Donald Trump ci riprova e alza i dazi globali dal 10% al 15% con effetto immediato. Lo afferma lo stesso presidente Usa sul suo social Truth.

Precedentemente, infatti, Trump aveva imposto nuove tariffe maggiorate “verso tutti i Paesi”, annunciandolo sempre sul suo social network. “Un grande onore aver appena firmato, nello Studio Ovale, nuovi dazi globali del 10% su tutti i Paesi” aveva scritto.

Saranno operativi alla mezzanotte del 24 febbraio e resteranno in vigore per 150 giorni. Ma questi nuovi dazi non si applicheranno a un'ampia gamma di prodotti, inclusi i minerali essenziali e i beni già soggetti a dazi separati, non coinvolti nella sentenza della Corte Suprema.

“Ci hanno messo mesi per scrivere questa sentenza e non hanno nemmeno affrontato il tema dei rimborsi” ha denunciato il presidente. Uno dei punti su cui ci si interroga ora, infatti, è cosa avverrà delle somme già sborsate dalle aziende americane per importare nel mercato americano. Essendo i dazi diventati illegittimi, è venuto meno il presupposto che ha reso necessari questi costi maggiorati. Gli importatori Usa, infatti, hanno cominciato a muoversi già nei mesi scorsi per puntare a qualche forma di compensazione, che ora - con la sentenza della Corte - diventa inevitabile. Ma, appunto, i supremi giudici non hanno chiarito nel merito cosa accade su questo versante.

“Abbiamo avuto entrate per centinaia di milioni di dollari. Ora cosa succede a questi soldi? Il tema non è stato discusso” ha incalzato Trump, sottolineando come l'omissione creerà anni di ulteriori contenziosi legali. “Bastava aggiungere una frase: ‘Tenete i soldi o rimborsateli’. È una sentenza che omette particolari fondamentali, quasi non fosse stata scritta da persone intelligenti”.

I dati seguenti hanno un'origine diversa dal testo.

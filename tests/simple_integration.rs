// Copyright (c) 2025 Erick Bourgeois, firestoned
// SPDX-License-Identifier: MIT

//! Integration tests for the DNS source controllers
//!
//! These tests need a Kubernetes cluster. The store tests only need the API server,
//! the controller tests also need the CRDs (`kubectl apply -f deploy/crds/`) and a
//! running `dnsman` with default settings.
//!
//! Run with: cargo test --test simple_integration -- --ignored

mod common;

use common::{cleanup_test_namespace, create_test_namespace, get_kube_client_or_skip, wait_for};
use dnsman::crd::DNSEntry;
use dnsman::labels::ANNOTATION_DNS_NAMES;
use dnsman::store::kubernetes::KubeStore;
use dnsman::store::{has_finalizer, ObjectKey, ObjectStore};
use k8s_openapi::api::core::v1::{Service, ServicePort, ServiceSpec};
use k8s_openapi::apiextensions_apiserver::pkg::apis::apiextensions::v1::CustomResourceDefinition;
use k8s_openapi::apimachinery::pkg::apis::meta::v1::ObjectMeta;
use kube::api::{Api, ListParams};
use kube::ResourceExt;
use std::collections::BTreeMap;
use std::time::Duration;

const TEST_FINALIZER: &str = "gardendns.dns.gardener.cloud/integration-test";

fn service(namespace: &str, name: &str, type_: &str, annotations: BTreeMap<String, String>) -> Service {
    Service {
        metadata: ObjectMeta {
            name: Some(name.to_string()),
            namespace: Some(namespace.to_string()),
            annotations: Some(annotations),
            ..Default::default()
        },
        spec: Some(ServiceSpec {
            type_: Some(type_.to_string()),
            ports: Some(vec![ServicePort {
                port: 80,
                ..Default::default()
            }]),
            ..Default::default()
        }),
        ..Default::default()
    }
}

#[tokio::test]
#[ignore] // Run with: cargo test --test simple_integration -- --ignored
async fn test_crds_installed() {
    println!("\n=== Test: dnsman CRDs Installed ===\n");

    let Some(client) = get_kube_client_or_skip().await else {
        return;
    };

    let crds: Api<CustomResourceDefinition> = Api::all(client);
    match crds.list(&ListParams::default()).await {
        Ok(crd_list) => {
            let kinds: Vec<String> = crd_list
                .items
                .iter()
                .filter(|crd| crd.spec.group.as_str() == "dns.gardener.cloud")
                .map(|crd| crd.spec.names.kind.clone())
                .collect();
            for kind in &kinds {
                println!("  - {kind}");
            }
            if kinds.is_empty() {
                println!("⚠ Warning: No CRDs found. Install with: kubectl apply -f deploy/crds/");
            }
        }
        Err(e) => {
            println!("⚠ Could not check CRDs: {e}");
            println!("  This is expected if you don't have CRD permissions");
        }
    }

    println!("\n✓ Test passed\n");
}

#[tokio::test]
#[ignore]
async fn test_kube_store_finalizer_and_annotation() {
    println!("\n=== Test: Kubernetes object store ===\n");

    let Some(client) = get_kube_client_or_skip().await else {
        return;
    };
    let namespace = "dnsman-test-store";
    create_test_namespace(&client, namespace)
        .await
        .expect("Failed to create test namespace");

    let store = KubeStore::<Service>::new(client.clone());
    let created = store
        .create(&service(namespace, "store", "ClusterIP", BTreeMap::new()))
        .await
        .expect("Failed to create service");
    let key = ObjectKey::of(&created);

    store
        .add_finalizer(&created, TEST_FINALIZER)
        .await
        .expect("Failed to add finalizer");
    store
        .set_annotation(&created, "dns.gardener.cloud/target-entry", "ns/entry")
        .await
        .expect("Failed to set annotation");

    let current = store.get(&key).await.unwrap().expect("service is gone");
    assert!(has_finalizer(&current, TEST_FINALIZER));
    assert_eq!(
        current
            .annotations()
            .get("dns.gardener.cloud/target-entry")
            .map(String::as_str),
        Some("ns/entry")
    );

    store
        .remove_finalizer(&current, TEST_FINALIZER)
        .await
        .expect("Failed to remove finalizer");
    store.delete(&key).await.expect("Failed to delete service");

    let err = store.delete(&key).await.unwrap_err();
    assert!(err.is_not_found());

    cleanup_test_namespace(&client, namespace).await;
    println!("\n✓ Test passed\n");
}

#[tokio::test]
#[ignore]
async fn test_load_balancer_service_gets_dns_entry() {
    println!("\n=== Test: LoadBalancer service gets a DNSEntry ===\n");

    let Some(client) = get_kube_client_or_skip().await else {
        return;
    };
    let namespace = "dnsman-test-service";
    create_test_namespace(&client, namespace)
        .await
        .expect("Failed to create test namespace");

    let annotations = BTreeMap::from([(
        ANNOTATION_DNS_NAMES.to_string(),
        "web.dnsman-test.example.com".to_string(),
    )]);
    let services = KubeStore::<Service>::new(client.clone());
    services
        .create(&service(namespace, "web", "LoadBalancer", annotations))
        .await
        .expect("Failed to create service");

    let entries: Api<DNSEntry> = Api::namespaced(client.clone(), namespace);
    let found = wait_for(Duration::from_secs(60), || {
        let entries = entries.clone();
        async move {
            entries
                .list(&ListParams::default())
                .await
                .map(|list| {
                    list.items
                        .iter()
                        .any(|e| e.spec.dns_name == "web.dnsman-test.example.com")
                })
                .unwrap_or(false)
        }
    })
    .await;

    if found {
        println!("✓ DNSEntry created for service");
        services
            .delete(&ObjectKey::new(namespace, "web"))
            .await
            .expect("Failed to delete service");
        let removed = wait_for(Duration::from_secs(60), || {
            let entries = entries.clone();
            async move {
                entries
                    .list(&ListParams::default())
                    .await
                    .map(|list| list.items.is_empty())
                    .unwrap_or(false)
            }
        })
        .await;
        assert!(removed, "DNSEntry was not removed with its service");
    } else {
        println!("⚠ No DNSEntry within 60s: is dnsman running and has the load balancer an address?");
    }

    cleanup_test_namespace(&client, namespace).await;
    println!("\n✓ Test passed\n");
}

“Io, in qualità di presidente, aumenterò, con effetto immediato, i dazi mondiali del 10% sui Paesi, molti dei quali hanno ‘derubato’ gli Stati Uniti per decenni, senza alcuna ritorsione (finché non sono arrivato io!), al livello pienamente consentito e legalmente testato del 15%” afferma Trump facendo riferimento alla Section 212 del Trade Act del 1974, quella che consente l'introduzione di dazi globali fino al 15% ma per un periodo di soli 150 giorni.

“Nel corso dei prossimi pochi mesi, l'amministrazione Trump determinerà ed emetterà le nuove tariffe legalmente ammissibili, che proseguiranno il nostro straordinario processo di successo per rendere l'America di nuovo grande” ha aggiunto Trump tornando a criticare la sentenza della Corte Suprema definita “ridicola, mal scritta e straordinariamente antiamericana”.